Before the World Indoor Championships in Budapest, Bíber was fifth in the season's indoor world rankings with 20.81 m. He competed with sinusitis on 23 February, could not train in the days before the championships because of the illness and took antibiotics. He put 20.24 m in qualification, finishing ninth overall and four centimetres short of the mark needed for the final.

At the Athens Olympics, he put 19.31 m in the second qualification group and finished 24th overall.

== European Cup ==

As a member of Hungary's men's team, Bíber won silver in the shot put with 19.66 m in Group A of the European Cup First League in Lappeenranta on 21 June 2003. Finland's Conny Karlsson, the 1997 European U23 champion, won with 19.94 m. Gjøran Sørli was third with 18.67 m. Bíber's second place earned seven points for Hungary.

== Senior Hungarian titles in shot put ==

| Indoor | Result | Outdoor | Result |
|---|---|---|---|
| 1998 | 18.07 m | 2000 | 19.46 m |
| 2001 | 19.33 m | 2003 | 19.26 m |
| 2002 | 20.26 m | 2004 | 20.55 m |
| 2003 | 19.32 m | 2005 | 19.12 m |
| 2004 | 20.34 m |  |  |
| 2005 | 18.54 m |  |  |
| 2007 | 18.98 m |  |  |

In 2005, Bíber retained the indoor title with 18.54 m and won the outdoor title with 19.12 m. In 2006, he placed second at the Hungarian outdoor championships with 17.61 m. In 2007, he won another Hungarian indoor title with 18.98 m. At the 2007 Hungarian outdoor championships, he won silver with 18.44 m. He retired from competition after the 2007 season.

== Weightlifting ==

In December 2002, Bíber won bronze in the +105 kg category at the Hungarian senior weightlifting championships in Nyíregyháza. He totalled 320 kg, with a 145 kg snatch and a 175 kg clean and jerk.

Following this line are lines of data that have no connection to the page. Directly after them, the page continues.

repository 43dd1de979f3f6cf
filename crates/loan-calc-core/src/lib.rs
pub mod error;
pub mod time_value;
pub mod types;

#[cfg(feature = "amortization")]
pub mod amortization;

pub use error::LoanCalcError;
pub use types::*;

/// Standard result type for all loan-calc operations
pub type LoanCalcResult<T> = Result<T, LoanCalcError>;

In October 2003, Bíber again won bronze in the +105 kg category at the Thorn Lighting Hungarian Championships in Kisbér. He totalled 335 kg, with a 152.5 kg snatch and a 182.5 kg clean and jerk. The total was his personal best.

István Papp was his coach for both national championship bronze medals.

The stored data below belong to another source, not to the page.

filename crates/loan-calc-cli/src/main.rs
mod commands;
mod input;
mod output;

use clap::{Parser, Subcommand};
use colored::Colorize;
use std::process;

use commands::convert::{InsuranceArgs, TermArgs};
use commands::loan::LoanArgs;
use output::OutputFormat;

/// Loan payment and amortization calculations
#[derive(Parser)]
#[command(
    name = "loancalc",
    version,
    about = "Loan payment and amortization calculations",
    long_about = "A CLI for computing fixed-rate loan payments with decimal precision. \
                  Produces the periodic payment, total cost, effective annual rate and \
                  a full amortization table, with optional fixed or percentage insurance."
)]
struct Cli {
    #[command(subcommand)]
    command: Commands,

    /// Output format
    #[arg(long, default_value = "json", global = true)]
    output: OutputFormat,

    /// Decimal places for money amounts in the output
    #[arg(long, default_value_t = 2, global = true)]
    precision: u32,
}

#[derive(Subcommand)]
enum Commands {
    /// Build the full amortization table
    Schedule(LoanArgs),
    /// Calculate the periodic payment and total cost of a loan
    Payment(LoanArgs),
    /// Convert insurance between a per-period amount and a percentage of principal
    Insurance(InsuranceArgs),
    /// Convert loan duration between months and years
    Term(TermArgs),
    /// Print version information
    Version,
}

fn main() {
    env_logger::Builder::from_env(env_logger::Env::new().filter_or("LOANCALC_LOG", "warn")).init();

    let cli = Cli::parse();

    let result: Result<serde_json::Value, Box<dyn std::error::Error>> = match cli.command {
        Commands::Schedule(args) => commands::loan::run_schedule(args, cli.precision),
        Commands::Payment(args) => commands::loan::run_payment(args, cli.precision),
        Commands::Insurance(args) => commands::convert::run_insurance(args, cli.precision),
        Commands::Term(args) => commands::convert::run_term(args),
        Commands::Version => {
            println!("loancalc {}", env!("CARGO_PKG_VERSION"));
            return;
        }
    };

    match result {
        Ok(value) => {
            output::format_output(&cli.output, &value);
            process::exit(0);
        }
        Err(e) => {
            eprintln!("{}: {}", "error".red().bold(), e);
            process::exit(1);
        }
    }
}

Péter Nagy described Bíber as one of his biggest weightlifting rivals at the start of his career.

== Clubs and coaches ==

In his youth career, Bíber competed for Szolnoki MÁV MTE and later for Szolnoki MÁV Ideál. He spent much of his senior athletics career with BEAC, competed at the 2004 Olympics for Újpesti TE and later appeared in Hungarian results lists for Szolnoki MÁV SE. His coaches were Pál Bíber, Ferenc Szegletes, Jenő Kóczián for technique and István Papp for weightlifting and strength training.